Nothing in the records may change when you print them out again.

━━━━━ EXERCISE MATERIALS

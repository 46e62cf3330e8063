//! Graph Nodes
//!
//! Built-in node implementations for the node-graph engine.
//! Each node is a small building block; several of them choose their
//! ports at run time from a type picked by the user or inferred from
//! upstream.
//!
//! # Categories
//!
//! - **Input**: Nodes that produce values (constants)
//! - **Processing**: Nodes that transform values (arithmetic)
//! - **Data**: Nodes that build and take apart lists
//! - **Output**: Nodes that display results; these are execution roots
//!
//! # Usage
//!
//! ```ignore
//! let registry = graph_nodes::builtin_registry();
//! let canvas = Canvas::new().with_factory(Arc::new(registry));
//! ```

pub mod data;
pub mod input;
pub mod output;
pub mod processing;

// Re-export all nodes for convenience
pub use data::*;
pub use input::*;
pub use output::*;
pub use processing::*;

use node_graph::{DataType, NodeRegistry, ShapeBuilder};

/// Register every built-in node type
pub fn register_builtins(registry: &mut NodeRegistry) {
    registry.register_logic::<ConstantNode>();
    registry.register_logic::<MathNode>();
    registry.register_logic::<MakeListNode>();
    registry.register_logic::<ListItemNode>();
    registry.register_logic::<DisplayNode>();
}

/// A registry holding only the built-in node types
pub fn builtin_registry() -> NodeRegistry {
    let mut registry = NodeRegistry::new();
    register_builtins(&mut registry);
    registry
}

/// Read a type-name property, falling back when it does not parse
pub(crate) fn chosen_type(ports: &ShapeBuilder<'_>, property: &str, fallback: DataType) -> DataType {
    let Some(name) = ports.property_as::<String>(property) else {
        return fallback;
    };
    match name.parse() {
        Ok(data_type) => data_type,
        Err(e) => {
            log::warn!(
                "Node '{}': {}; using {}",
                ports.node_id(),
                e,
                fallback
            );
            fallback
        }
    }
}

━━━━━━━━━━

COMPLETED TASK -
repository 46e62cf3330e8063
//! Graph Nodes
//!
//! Built-in node implementations for the node-graph engine.
//! Each node is a small building block; several of them choose their
//! ports at run time from a type picked by the user or inferred from
//! upstream.
//!
//! # Categories
//!
//! - **Input**: Nodes that produce values (constants)
//! - **Processing**: Nodes that transform values (arithmetic)
//! - **Data**: Nodes that build and take apart lists
//! - **Output**: Nodes that display results; these are execution roots
//!
//! # Usage
//!
//! ```ignore
//! let registry = graph_nodes::builtin_registry();
//! let canvas = Canvas::new().with_factory(Arc::new(registry));
//! ```

pub mod data;
pub mod input;
pub mod output;
pub mod processing;

// Re-export all nodes for convenience
pub use data::*;
pub use input::*;
pub use output::*;
pub use processing::*;

use node_graph::{DataType, NodeRegistry, ShapeBuilder};

/// Register every built-in node type
pub fn register_builtins(registry: &mut NodeRegistry) {
    registry.register_logic::<ConstantNode>();
    registry.register_logic::<MathNode>();
    registry.register_logic::<MakeListNode>();
    registry.register_logic::<ListItemNode>();
    registry.register_logic::<DisplayNode>();
}

/// A registry holding only the built-in node types
pub fn builtin_registry() -> NodeRegistry {
    let mut registry = NodeRegistry::new();
    register_builtins(&mut registry);
    registry
}

/// Read a type-name property, falling back when it does not parse
pub(crate) fn chosen_type(ports: &ShapeBuilder<'_>, property: &str, fallback: DataType) -> DataType {
    let Some(name) = ports.property_as::<String>(property) else {
        return fallback;
    };
    match name.parse() {
        Ok(data_type) => data_type,
        Err(e) => {
            log::warn!(
                "Node '{}': {}; using {}",
                ports.node_id(),
                e,
                fallback
            );
            fallback
        }
    }
}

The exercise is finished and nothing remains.